Despite being a five-time Juno award-winning artist, Leela Gilday wasn’t always comfortable expressing herself. A feeling she’s known ever since she was a young girl, growing up in Yellowknife.
“I felt like my voice wasn’t as important as other youth and so it’s taken a lifetime of trying to realize the value of everybody’s voice,” she says.
She attributes these struggles to the experiences her Dene community faced at the hands of colonization.
“Because of the breakdown of the family unit and the way that the residential schools disrupted that whole family unit,” she says. “We have to look within our communities and families to find that sense of connection and pride again.”
Now Gilday looks to her own backyard, sharing talent from the North in her latest initiative called Feel Out Loud with Kids Help Phone.
Kids from the Fireweed Chorus and Sir John Franklin School choir accompanied Gilday, alongside a plethora of other Canadian talents on a song called, “What I Wouldn’t Do/North Star Calling”. The music video features Chief Jimmy Bruneau students at Stagg River in Behchokǫ̀.
Although she’s proud to bring northern voices and faces to the forefront of this project, she says, “I also think that it’s important to recognize the really difficult set of circumstances that our kids face, specifically because of that colonial trauma.”
She mentions things like isolation, lack of access to services, domestic violence, addiction and suicide that plague northern communities the most.

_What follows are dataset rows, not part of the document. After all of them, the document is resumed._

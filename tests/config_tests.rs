use mixbuild::engine::BuildArgs;
use mixbuild::parse_version;
use mixbuild::utils::builder_toml::{load_builder_toml, parse_builder_toml, resolve};
use std::path::{Path, PathBuf};

const FULL_CONFIG: &str = r#"
[builder]
server_state_dir = "/srv/update"
cert = "/etc/mix/Swupd_Root.pem"

[mix]
version = "20"
previous_version = "10"
min_version = "5"
format = "3"

[swupd]
compression = ["external-xz", "external-gzip"]

[workers]
bundle = 2
fullfile = 6
delta = 3

[tools]
compressor = { program = "xz", args = ["-9", "--stdout"] }
signer = "/usr/local/bin/openssl"
fullfiles = { program = "make-fullfiles", args = ["--out", "{output_dir}"] }
packs = { program = "make-pack", args = ["{bundle}", "{from}", "{to}"] }
"#;

// --- parse_version ---

#[test]
fn test_parse_version_accepts_u32() {
    assert_eq!(parse_version("0").unwrap(), 0);
    assert_eq!(parse_version(" 31570\n").unwrap(), 31570);
    assert_eq!(parse_version("4294967295").unwrap(), u32::MAX);
}

#[test]
fn test_parse_version_rejects_garbage() {
    assert!(parse_version("").is_err());
    assert!(parse_version("-1").is_err());
    assert!(parse_version("20a").is_err());
    assert!(parse_version("4294967296").is_err());
}

// --- builder.toml ---

#[test]
fn test_full_config_resolves() {
    let file = parse_builder_toml(FULL_CONFIG).unwrap();
    let (ctx, _services) = resolve(file, &BuildArgs::default()).unwrap();

    assert_eq!(ctx.state_dir, PathBuf::from("/srv/update"));
    assert_eq!((ctx.version, ctx.previous, ctx.min_version, ctx.format), (20, 10, 5, 3));
    assert_eq!((ctx.workers.bundle, ctx.workers.fullfile, ctx.workers.delta), (2, 6, 3));
    assert_eq!(ctx.compression, ["external-xz", "external-gzip"]);
    assert_eq!(ctx.archiver.compressor.program, "xz");
    assert_eq!(ctx.archiver.compressor.args, ["-9", "--stdout"]);
    assert_eq!(ctx.signer.program, "/usr/local/bin/openssl");
    assert_eq!(ctx.signer.private_key(), Path::new("/etc/mix/private.pem"));
    assert_eq!(ctx.version_dir(), Path::new("/srv/update/www/20"));
    assert_eq!(ctx.full_chroot(), Path::new("/srv/update/image/20/full"));
    assert_eq!(ctx.fullfiles_dir(), Path::new("/srv/update/www/20/files"));
}

#[test]
fn test_resolved_services_are_debuggable() {
    let (_, services) = resolve(parse_builder_toml(FULL_CONFIG).unwrap(), &BuildArgs::default()).unwrap();
    assert!(format!("{:?}", services).starts_with("Services"));
}

#[test]
fn test_cli_overrides_file() {
    let file = parse_builder_toml(FULL_CONFIG).unwrap();
    let args = BuildArgs {
        build_version: Some("30".to_string()),
        previous: Some("20".to_string()),
        state_dir: Some(PathBuf::from("/tmp/state")),
        delta_workers: Some(1),
        skip_signing: true,
        ..Default::default()
    };
    let (ctx, _) = resolve(file, &args).unwrap();

    assert_eq!((ctx.version, ctx.previous), (30, 20));
    assert_eq!(ctx.state_dir, PathBuf::from("/tmp/state"));
    assert_eq!(ctx.workers.delta, 1);
    assert_eq!(ctx.workers.bundle, 2);
    assert!(ctx.skip.signing);
    assert!(!ctx.skip.packs);
}

#[test]
fn test_defaults_from_cli_only() {
    let args = BuildArgs {
        build_version: Some("10".to_string()),
        state_dir: Some(PathBuf::from("/srv")),
        skip_signing: true,
        ..Default::default()
    };
    let (ctx, _) = resolve(parse_builder_toml("").unwrap(), &args).unwrap();

    assert_eq!((ctx.previous, ctx.min_version, ctx.format), (0, 0, 1));
    assert_eq!(ctx.compression, ["external-xz"]);
    assert_eq!(ctx.archiver.compressor.program, "xz");
    assert!(ctx.workers.delta >= 1);
}

#[test]
fn test_missing_version_is_error() {
    let args = BuildArgs {
        state_dir: Some(PathBuf::from("/srv")),
        skip_signing: true,
        ..Default::default()
    };
    let err = resolve(parse_builder_toml("").unwrap(), &args).unwrap_err();
    assert!(err.to_string().contains("no build version"));
}

#[test]
fn test_invalid_version_names_key() {
    let file = parse_builder_toml("[mix]\nprevious_version = \"ten\"\n").unwrap();
    let args = BuildArgs {
        build_version: Some("20".to_string()),
        state_dir: Some(PathBuf::from("/srv")),
        skip_signing: true,
        ..Default::default()
    };
    let err = resolve(file, &args).unwrap_err();
    assert!(format!("{:#}", err).contains("previous_version"));
}

#[test]
fn test_version_not_after_previous_rejected() {
    let args = BuildArgs {
        build_version: Some("10".to_string()),
        previous: Some("10".to_string()),
        state_dir: Some(PathBuf::from("/srv")),
        skip_signing: true,
        ..Default::default()
    };
    let err = resolve(parse_builder_toml("").unwrap(), &args).unwrap_err();
    assert!(err.to_string().contains("must be greater than previous"));
}

#[test]
fn test_zero_workers_rejected() {
    let args = BuildArgs {
        build_version: Some("10".to_string()),
        state_dir: Some(PathBuf::from("/srv")),
        skip_signing: true,
        bundle_workers: Some(0),
        ..Default::default()
    };
    let err = resolve(parse_builder_toml("").unwrap(), &args).unwrap_err();
    assert!(err.to_string().contains("bundle worker count"));
}

#[test]
fn test_signing_requires_cert() {
    let args = BuildArgs {
        build_version: Some("10".to_string()),
        state_dir: Some(PathBuf::from("/srv")),
        ..Default::default()
    };
    let err = resolve(parse_builder_toml("").unwrap(), &args).unwrap_err();
    assert!(err.to_string().contains("certificate"));
}

#[test]
fn test_unknown_section_rejected() {
    assert!(parse_builder_toml("[bogus]\nx = 1\n").is_err());
}

#[test]
fn test_missing_config_file_is_empty_config() {
    let dir = tempfile::tempdir().unwrap();
    let file = load_builder_toml(&dir.path().join("builder.toml")).unwrap();
    assert!(file.builder.server_state_dir.is_none());
    assert!(file.tools.packs.is_none());
}

#[test]
fn test_config_file_loaded_from_disk() {
    let dir = tempfile::tempdir().unwrap();
    let path = dir.path().join("builder.toml");
    std::fs::write(&path, FULL_CONFIG).unwrap();
    let file = load_builder_toml(&path).unwrap();
    assert_eq!(file.mix.version.as_deref(), Some("20"));
}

“Everybody in the North knows somebody or has a family member or friend that has committed suicide, and /or that suffers and struggles with addiction, or that is incarcerated because of a violent incident. It’s common,” she says.
Gilday says this is a milestone in her career, and that she couldn’t have done it without the support of the youth from her community.
“I think that’s the beauty of this project, to give agency to youth voices,” she says, and she did just that.
Hear me, see me
“I think the North is definitely under-represented,” says Maura Smith, “So to be involved in something so big, it’s really important.”
Smith is a 15-year-old from Yellowknife. She sang in a state-of-the-art recording studio for the first time as part of this campaign.
“It was so surreal,” she says.”I’m still having a hard time computing it.”
It took her and the choir roughly four days to fully learn the song, “it was a really short and sweet process, but it worked really well,” she says.
On the subject of mental health, Smith gets candid with CKLB about some of the realities of being a young person living in a small community.
“A lot of kids struggle with mental health when it comes to anxiety and quite commonly suicidal thoughts. But we all try to support each other. But being teenagers, it can be really hard to do that because we’re experiencing it ourselves and so we don’t really know how to handle ourselves, let alone other people,” she says.
She attributes a lot of these residual feelings to the effect of the pandemic and the disconnect between families.
“It’s difficult for them to fully understand, like, what I’m feeling because I’m just a kid, and I shouldn’t be feeling overtly sad?”
She says, in those moments she feels silenced and that having anonymous call-in services like Kids Help Phone is so critical.
“The secrets that you tell that person, it feels like they can’t really go anywhere,” she says. Smith’s advice to her peers is to find an outlet to communicate their thoughts and feelings in a healthy way, whether that be journaling, swimming, walking, cooking or even listening to music.
According to the latest coroners report, the majority of suicides between 2021 and 2022 were among males between the ages of 20 to 29. At that time, 29 people died by suicide. Since the report, Health Minister Julie Green has acknowledged that the Northwest Territories is experiencing a mental health crisis.
The campaign is set to reach $300 million dollars to help expand mental health e-resources across Canada with the goal to reach every young Canadian by 2024.
“I know how much therapy has helped me in my life and I just hope that with this campaign, lots more kids will pick up the phone instead of the alternatives,” says Gilday.
Deanna Dunham is the director of Indigenous Initiatives and equity programs at Kids Help Phone.
From 2021 to 2022, they had a 400 per cent increase in the number of NWT residents reaching out regarding family changes and relationships. In addition to a 200 per cent increase in those seeking counselling for emotional abuse.
She acknowledges that young people, especially in remote communities, don’t have access to the same level of mental health support, infrastructure and connectivity as their southern neighbours.
“We have Indigenous wellness specialists who are on our clinical team who train all our counsellors. So we and all of our counsellors and crisis responders and staff, in general, have ongoing training on supporting Indigenous people,” she says.
Indigenous people can connect with an Indigenous volunteer crisis responder, when available, by messaging FIRST NATIONS, INUIT or METIS to 686868 for young people and 741741 for adults.
The NWT Help Line is also available 24/7 at 1-800-661-0844.
To contribute to the initiative residents can buy the song on all streaming platforms.